:: DATASET EXCERPTS ::
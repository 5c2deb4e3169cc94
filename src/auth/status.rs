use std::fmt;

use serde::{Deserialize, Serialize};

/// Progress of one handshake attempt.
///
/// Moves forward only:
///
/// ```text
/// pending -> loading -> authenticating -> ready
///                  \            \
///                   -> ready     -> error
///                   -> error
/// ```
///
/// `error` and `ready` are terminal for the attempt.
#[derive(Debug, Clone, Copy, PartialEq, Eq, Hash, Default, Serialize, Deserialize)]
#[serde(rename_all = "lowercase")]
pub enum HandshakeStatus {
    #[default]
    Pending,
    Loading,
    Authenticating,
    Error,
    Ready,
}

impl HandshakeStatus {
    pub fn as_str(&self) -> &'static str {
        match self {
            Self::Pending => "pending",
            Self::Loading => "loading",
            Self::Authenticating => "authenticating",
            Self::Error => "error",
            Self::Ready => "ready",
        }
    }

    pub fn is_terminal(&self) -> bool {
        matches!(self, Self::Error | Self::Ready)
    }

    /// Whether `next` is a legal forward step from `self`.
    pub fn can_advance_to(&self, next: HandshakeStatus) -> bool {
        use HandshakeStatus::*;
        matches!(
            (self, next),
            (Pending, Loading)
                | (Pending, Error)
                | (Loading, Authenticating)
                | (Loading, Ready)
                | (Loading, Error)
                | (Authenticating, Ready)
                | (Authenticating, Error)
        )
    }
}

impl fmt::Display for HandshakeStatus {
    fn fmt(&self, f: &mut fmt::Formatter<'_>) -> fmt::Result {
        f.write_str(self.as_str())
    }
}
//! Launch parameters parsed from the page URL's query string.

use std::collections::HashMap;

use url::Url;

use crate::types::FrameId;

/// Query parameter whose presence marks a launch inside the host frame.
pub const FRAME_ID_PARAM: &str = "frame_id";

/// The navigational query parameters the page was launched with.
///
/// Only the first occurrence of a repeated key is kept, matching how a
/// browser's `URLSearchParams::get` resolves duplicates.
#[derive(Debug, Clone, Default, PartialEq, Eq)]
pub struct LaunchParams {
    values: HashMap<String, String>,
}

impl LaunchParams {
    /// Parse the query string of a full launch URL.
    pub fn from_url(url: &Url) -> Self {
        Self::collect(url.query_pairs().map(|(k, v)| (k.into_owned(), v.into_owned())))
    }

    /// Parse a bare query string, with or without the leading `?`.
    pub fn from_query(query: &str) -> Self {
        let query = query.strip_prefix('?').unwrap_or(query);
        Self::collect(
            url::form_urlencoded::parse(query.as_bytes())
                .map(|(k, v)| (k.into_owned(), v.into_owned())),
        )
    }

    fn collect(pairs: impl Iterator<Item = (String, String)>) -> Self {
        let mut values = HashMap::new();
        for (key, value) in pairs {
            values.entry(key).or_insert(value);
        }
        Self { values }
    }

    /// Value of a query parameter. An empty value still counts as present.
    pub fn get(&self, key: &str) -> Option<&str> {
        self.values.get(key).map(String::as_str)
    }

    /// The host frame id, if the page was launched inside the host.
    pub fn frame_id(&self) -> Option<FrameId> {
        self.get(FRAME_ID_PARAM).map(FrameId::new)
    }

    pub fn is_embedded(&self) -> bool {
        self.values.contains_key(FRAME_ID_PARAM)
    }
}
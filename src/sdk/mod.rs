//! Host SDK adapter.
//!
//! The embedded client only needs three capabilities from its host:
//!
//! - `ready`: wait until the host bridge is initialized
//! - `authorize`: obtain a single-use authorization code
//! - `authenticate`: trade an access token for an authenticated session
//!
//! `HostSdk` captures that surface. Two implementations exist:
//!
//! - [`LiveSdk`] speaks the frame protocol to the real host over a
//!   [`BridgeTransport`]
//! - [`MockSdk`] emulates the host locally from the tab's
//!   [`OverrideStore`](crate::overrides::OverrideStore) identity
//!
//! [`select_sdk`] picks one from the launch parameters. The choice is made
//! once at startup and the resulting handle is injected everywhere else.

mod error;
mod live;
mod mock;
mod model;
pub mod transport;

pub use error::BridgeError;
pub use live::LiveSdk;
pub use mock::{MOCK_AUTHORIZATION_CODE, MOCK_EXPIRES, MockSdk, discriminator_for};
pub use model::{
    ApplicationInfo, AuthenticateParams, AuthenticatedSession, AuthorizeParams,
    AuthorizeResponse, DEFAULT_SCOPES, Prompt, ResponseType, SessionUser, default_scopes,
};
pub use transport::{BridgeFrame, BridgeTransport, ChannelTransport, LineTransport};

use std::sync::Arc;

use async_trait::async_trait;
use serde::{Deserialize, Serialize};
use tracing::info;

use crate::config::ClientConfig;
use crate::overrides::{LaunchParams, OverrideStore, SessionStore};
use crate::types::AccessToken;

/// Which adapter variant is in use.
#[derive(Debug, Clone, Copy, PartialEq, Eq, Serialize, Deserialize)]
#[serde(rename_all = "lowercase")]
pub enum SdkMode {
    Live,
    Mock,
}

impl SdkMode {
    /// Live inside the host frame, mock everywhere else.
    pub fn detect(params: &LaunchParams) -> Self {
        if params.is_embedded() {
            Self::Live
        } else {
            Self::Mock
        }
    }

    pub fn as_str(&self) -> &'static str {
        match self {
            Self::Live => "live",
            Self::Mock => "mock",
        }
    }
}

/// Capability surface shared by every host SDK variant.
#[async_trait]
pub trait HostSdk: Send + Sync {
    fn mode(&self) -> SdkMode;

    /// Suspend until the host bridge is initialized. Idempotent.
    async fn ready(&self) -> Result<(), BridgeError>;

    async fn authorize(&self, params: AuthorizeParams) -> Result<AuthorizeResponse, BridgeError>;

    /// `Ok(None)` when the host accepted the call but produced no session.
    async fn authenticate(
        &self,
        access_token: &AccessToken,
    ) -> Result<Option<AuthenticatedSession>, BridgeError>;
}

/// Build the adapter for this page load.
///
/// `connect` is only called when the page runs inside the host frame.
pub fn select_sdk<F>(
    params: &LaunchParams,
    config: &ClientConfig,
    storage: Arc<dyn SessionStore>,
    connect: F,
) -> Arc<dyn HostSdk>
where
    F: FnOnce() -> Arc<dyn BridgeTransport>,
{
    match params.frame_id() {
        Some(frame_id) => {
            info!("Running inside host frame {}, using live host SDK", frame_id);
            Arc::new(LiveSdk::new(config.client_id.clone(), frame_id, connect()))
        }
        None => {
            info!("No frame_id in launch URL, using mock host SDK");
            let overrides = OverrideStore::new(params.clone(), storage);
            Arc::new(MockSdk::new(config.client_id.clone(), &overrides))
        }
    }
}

...

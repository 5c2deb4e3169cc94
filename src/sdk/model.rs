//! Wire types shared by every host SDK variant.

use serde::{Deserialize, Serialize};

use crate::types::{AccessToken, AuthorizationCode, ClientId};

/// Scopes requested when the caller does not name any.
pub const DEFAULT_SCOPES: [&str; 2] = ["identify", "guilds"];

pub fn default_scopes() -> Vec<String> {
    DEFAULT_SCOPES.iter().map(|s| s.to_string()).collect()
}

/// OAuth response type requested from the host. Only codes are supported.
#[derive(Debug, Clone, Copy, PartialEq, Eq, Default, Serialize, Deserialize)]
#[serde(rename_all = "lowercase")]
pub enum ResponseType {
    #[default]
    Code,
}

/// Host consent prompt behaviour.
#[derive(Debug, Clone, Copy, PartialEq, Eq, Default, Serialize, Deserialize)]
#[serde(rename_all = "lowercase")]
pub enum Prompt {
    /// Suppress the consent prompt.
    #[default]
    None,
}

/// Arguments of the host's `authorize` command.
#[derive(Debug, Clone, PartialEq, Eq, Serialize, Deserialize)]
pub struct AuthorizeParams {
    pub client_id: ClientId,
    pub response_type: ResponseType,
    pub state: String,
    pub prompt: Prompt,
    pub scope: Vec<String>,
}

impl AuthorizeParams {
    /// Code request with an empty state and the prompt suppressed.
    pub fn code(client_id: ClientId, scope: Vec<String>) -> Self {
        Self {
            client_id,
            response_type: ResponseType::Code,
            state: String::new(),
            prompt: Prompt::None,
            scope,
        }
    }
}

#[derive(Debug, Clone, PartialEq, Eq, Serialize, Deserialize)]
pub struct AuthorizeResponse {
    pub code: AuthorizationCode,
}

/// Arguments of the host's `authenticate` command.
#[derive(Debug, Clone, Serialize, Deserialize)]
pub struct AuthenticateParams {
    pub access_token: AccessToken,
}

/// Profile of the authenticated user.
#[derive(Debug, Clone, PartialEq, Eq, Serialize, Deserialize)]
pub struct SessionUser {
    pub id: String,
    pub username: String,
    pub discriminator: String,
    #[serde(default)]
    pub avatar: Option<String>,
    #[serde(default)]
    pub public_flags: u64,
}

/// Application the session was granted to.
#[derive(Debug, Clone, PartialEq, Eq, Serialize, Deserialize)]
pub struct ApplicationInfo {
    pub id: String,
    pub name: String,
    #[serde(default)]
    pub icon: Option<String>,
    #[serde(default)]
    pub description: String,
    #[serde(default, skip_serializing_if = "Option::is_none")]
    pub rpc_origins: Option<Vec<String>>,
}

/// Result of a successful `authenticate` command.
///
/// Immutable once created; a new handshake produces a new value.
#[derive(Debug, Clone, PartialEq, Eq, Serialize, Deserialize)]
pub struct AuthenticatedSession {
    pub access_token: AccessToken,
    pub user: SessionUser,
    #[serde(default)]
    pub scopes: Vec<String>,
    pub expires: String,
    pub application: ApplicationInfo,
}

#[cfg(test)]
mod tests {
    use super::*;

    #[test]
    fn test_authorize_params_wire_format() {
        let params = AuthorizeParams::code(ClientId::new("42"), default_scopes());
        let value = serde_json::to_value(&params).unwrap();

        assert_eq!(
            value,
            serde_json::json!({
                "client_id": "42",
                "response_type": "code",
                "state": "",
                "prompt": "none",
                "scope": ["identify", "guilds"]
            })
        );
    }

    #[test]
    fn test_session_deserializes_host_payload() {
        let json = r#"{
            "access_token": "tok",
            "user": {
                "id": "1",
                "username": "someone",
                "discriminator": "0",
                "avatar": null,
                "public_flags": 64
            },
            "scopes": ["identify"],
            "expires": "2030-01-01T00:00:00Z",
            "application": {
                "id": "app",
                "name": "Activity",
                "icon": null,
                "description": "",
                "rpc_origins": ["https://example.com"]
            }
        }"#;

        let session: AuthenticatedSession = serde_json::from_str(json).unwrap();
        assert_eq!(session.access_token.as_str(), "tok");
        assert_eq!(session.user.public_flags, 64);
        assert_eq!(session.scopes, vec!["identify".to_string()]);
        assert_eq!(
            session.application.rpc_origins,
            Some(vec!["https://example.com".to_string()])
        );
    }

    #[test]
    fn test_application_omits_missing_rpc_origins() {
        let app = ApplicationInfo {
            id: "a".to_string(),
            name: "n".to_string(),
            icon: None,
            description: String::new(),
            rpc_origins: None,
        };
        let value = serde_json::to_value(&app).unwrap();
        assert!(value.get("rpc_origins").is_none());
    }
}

:: AIM OF THE EXERCISE ::
Among the records above, find each line holding "surface" and list it.

:: EXERCISE SOLUTION ::
//! `HostSdk` captures that surface. Two implementations exist:
/// Capability surface shared by every host SDK variant.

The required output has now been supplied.